-------- Data for this exercise --------

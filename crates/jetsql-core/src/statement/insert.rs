use super::Query;
use crate::clause::{
    self, IntoAssignments, IntoProjections, IntoValues, OnConflict, OnDuplicateKeyUpdate,
    Projection,
};
use crate::error::{BuildError, Result};
use crate::expr::{ColumnRef, Expression};
use crate::model::Model;
use crate::render::{SqlBuilder, WriteSql};
use crate::table::{Columns, Table};

/// Where inserted rows come from.
#[derive(Debug, Clone)]
pub enum InsertSource {
    Values(Vec<Vec<Expression>>),
    Query(Box<Query>),
    DefaultValues,
}

/// An INSERT statement.
#[derive(Debug, Clone)]
#[must_use]
pub struct InsertStatement {
    table: Table,
    columns: Vec<ColumnRef>,
    source: InsertSource,
    on_conflict: OnConflict,
    on_duplicate_key: OnDuplicateKeyUpdate,
    returning: Vec<Projection>,
}

/// Width of `VALUES `, so continuation rows line up under the first.
const VALUES_INDENT: usize = 7;

impl InsertStatement {
    pub fn new(table: Table, columns: impl Columns) -> Self {
        Self {
            table,
            columns: columns.into_column_refs(),
            source: InsertSource::Values(Vec::new()),
            on_conflict: OnConflict::new(),
            on_duplicate_key: OnDuplicateKeyUpdate::default(),
            returning: Vec::new(),
        }
    }

    fn push_row(&mut self, row: Vec<Expression>) {
        match &mut self.source {
            InsertSource::Values(rows) => rows.push(row),
            InsertSource::Query(_) | InsertSource::DefaultValues => {
                self.source = InsertSource::Values(vec![row]);
            }
        }
    }

    /// Appends a row of values; repeated calls add rows.
    pub fn values(mut self, row: impl IntoValues) -> Self {
        self.push_row(row.into_values());
        self
    }

    /// Appends a row taken from `record`, one value per target column.
    ///
    /// Without an explicit column list every table column is a target.
    ///
    /// # Errors
    ///
    /// Returns [`BuildError::ShapeMismatch`] when the record has no field for
    /// a target column, or is not a record at all.
    pub fn model(mut self, record: &impl Model) -> Result<Self> {
        if self.columns.is_empty() {
            self.columns = self.table.columns().to_vec();
        }
        let row = self
            .columns
            .iter()
            .map(|column| match record.field_value(column.name())? {
                Some(value) => Ok(Expression::value(value)),
                None => Err(BuildError::shape(format!(
                    "model has no field for column {}",
                    column.name()
                ))),
            })
            .collect::<Result<Vec<_>>>()?;
        self.push_row(row);
        Ok(self)
    }

    /// Appends one row per record.
    ///
    /// # Errors
    ///
    /// Same as [`InsertStatement::model`].
    pub fn models<'m, M, I>(self, records: I) -> Result<Self>
    where
        M: Model + 'm,
        I: IntoIterator<Item = &'m M>,
    {
        records
            .into_iter()
            .try_fold(self, |stmt, record| stmt.model(record))
    }

    /// `INSERT INTO t (cols) query`
    pub fn query(mut self, query: impl Into<Query>) -> Self {
        self.source = InsertSource::Query(Box::new(query.into()));
        self
    }

    /// `INSERT INTO t DEFAULT VALUES`
    pub fn default_values(mut self) -> Self {
        self.source = InsertSource::DefaultValues;
        self
    }

    pub fn on_conflict(mut self, on_conflict: OnConflict) -> Self {
        self.on_conflict = on_conflict;
        self
    }

    /// MySQL upsert; repeated calls accumulate assignments.
    pub fn on_duplicate_key_update(mut self, set: impl IntoAssignments) -> Self {
        self.on_duplicate_key = self.on_duplicate_key.push(set);
        self
    }

    pub fn returning(mut self, projections: impl IntoProjections) -> Self {
        self.returning = projections.into_projections();
        self
    }

    pub(crate) fn returning_list(&self) -> &[Projection] {
        &self.returning
    }

    fn write_rows(&self, b: &mut SqlBuilder<'_>, rows: &[Vec<Expression>]) -> Result<()> {
        let Some(first) = rows.first() else {
            return Err(BuildError::nil_operand("INSERT without VALUES"));
        };
        let width = if self.columns.is_empty() {
            first.len()
        } else {
            self.columns.len()
        };
        if let Some(row) = rows.iter().find(|row| row.len() != width) {
            return Err(BuildError::shape(format!(
                "INSERT row has {} values for {width} columns",
                row.len()
            )));
        }
        b.new_line();
        b.write_str("VALUES ");
        b.increase_indent(VALUES_INDENT);
        let result = rows.iter().enumerate().try_for_each(|(i, row)| {
            if i > 0 {
                b.write_char(',');
                b.new_line();
            }
            b.write_char('(');
            b.write_list(row, ", ", |b, value| value.write_sql(b))?;
            b.write_char(')');
            Ok(())
        });
        b.decrease_indent(VALUES_INDENT);
        result
    }
}

impl WriteSql for InsertStatement {
    fn write_sql(&self, b: &mut SqlBuilder<'_>) -> Result<()> {
        b.write_str("INSERT INTO ");
        self.table.write_sql(b)?;
        if !self.columns.is_empty() && !matches!(self.source, InsertSource::DefaultValues) {
            b.write_str(" (");
            b.with_short_names(|b| b.write_list(&self.columns, ", ", |b, c| c.write_sql(b)))?;
            b.write_char(')');
        }
        match &self.source {
            InsertSource::Values(rows) => self.write_rows(b, rows)?,
            InsertSource::Query(query) => {
                b.new_line();
                query.write_sql(b)?;
            }
            InsertSource::DefaultValues => {
                b.new_line();
                b.write_str("DEFAULT VALUES");
            }
        }
        self.on_conflict.write_sql(b)?;
        self.on_duplicate_key.write_sql(b)?;
        clause::write_returning(b, &self.returning)
    }
}

impl super::Statement for InsertStatement {}

#[cfg(test)]
mod tests {
    use super::*;
    use crate::dialect::{MySqlDialect, PostgresDialect, SqliteDialect};
    use crate::expr::kind::{Integer, Text};
    use crate::expr::ExprKind;
    use crate::statement::{select, Statement};
    use crate::table::{Column, TableSource};
    use crate::value::SqlValue;
    use crate::FaultKind;
    use serde_json::json;

    fn links() -> Table {
        Table::new(
            None,
            "link",
            &[("id", ExprKind::Integer), ("url", ExprKind::String)],
        )
    }

    fn id() -> Column<Integer> {
        Column::new("link", "id")
    }

    fn url() -> Column<Text> {
        Column::new("link", "url")
    }

    #[test]
    fn test_multi_row_values() {
        let stmt = links()
            .insert((&id(), &url()))
            .values((1, "a"))
            .values((2, "b"));
        let (sql, args) = stmt.sql(&PostgresDialect::new()).unwrap();
        assert_eq!(
            sql,
            "INSERT INTO link (id, url)\nVALUES ($1, $2),\n       ($3, $4);"
        );
        assert_eq!(args.len(), 4);
    }

    #[test]
    fn test_ragged_row_is_shape_mismatch() {
        let stmt = links().insert((&id(), &url())).values((1,));
        let err = stmt.sql(&PostgresDialect::new()).unwrap_err();
        assert_eq!(err.kind(), FaultKind::ShapeMismatch);
    }

    #[test]
    fn test_model_rows() {
        let records = [json!({"id": 1, "url": "a"}), json!({"id": 2, "url": "b"})];
        let stmt = links().insert(()).models(&records).unwrap();
        let (sql, args) = stmt.sql(&SqliteDialect::new()).unwrap();
        assert!(sql.starts_with("INSERT INTO link (id, url)\nVALUES (?, ?),"));
        assert_eq!(args[2], SqlValue::Int(2));
    }

    #[test]
    fn test_model_missing_field() {
        let err = links()
            .insert((&id(), &url()))
            .model(&json!({"id": 1}))
            .unwrap_err();
        assert_eq!(
            err,
            BuildError::ShapeMismatch {
                context: String::from("model has no field for column url")
            }
        );
    }

    #[test]
    fn test_insert_query_and_returning() {
        let stmt = links()
            .insert((&id(), &url()))
            .query(select((&id(), &url())).from(&links()))
            .returning(&id());
        let sql = stmt.debug_sql(&PostgresDialect::new()).unwrap();
        assert!(sql.starts_with("INSERT INTO link (id, url)\nSELECT link.id AS \"link.id\","));
        assert!(sql.ends_with("\nRETURNING link.id AS \"link.id\";"));
        assert!(stmt.sql(&MySqlDialect::new()).is_err());
    }

    #[test]
    fn test_default_values() {
        let stmt = links().insert(()).default_values();
        assert_eq!(
            stmt.sql(&SqliteDialect::new()).unwrap().0,
            "INSERT INTO link\nDEFAULT VALUES;"
        );
    }

    #[test]
    fn test_upserts() {
        let pg = links()
            .insert((&id(), &url()))
            .values((1, "a"))
            .on_conflict(OnConflict::columns(&id()).do_update(url().set(url().excluded())));
        assert!(pg
            .sql(&PostgresDialect::new())
            .unwrap()
            .0
            .ends_with("\nON CONFLICT (id) DO UPDATE\n    SET url = excluded.url;"));

        let my = links()
            .insert((&id(), &url()))
            .values((1, "a"))
            .on_duplicate_key_update(url().set(url().excluded()));
        assert!(my
            .sql(&MySqlDialect::new())
            .unwrap()
            .0
            .ends_with("\nON DUPLICATE KEY UPDATE url = VALUES(url);"));
    }
}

--------

> _Instructions to follow_
Which lines above carry the string "IntoValues"? Copy those lines.

> _Task result_
    self, IntoAssignments, IntoProjections, IntoValues, OnConflict, OnDuplicateKeyUpdate,
    pub fn values(mut self, row: impl IntoValues) -> Self {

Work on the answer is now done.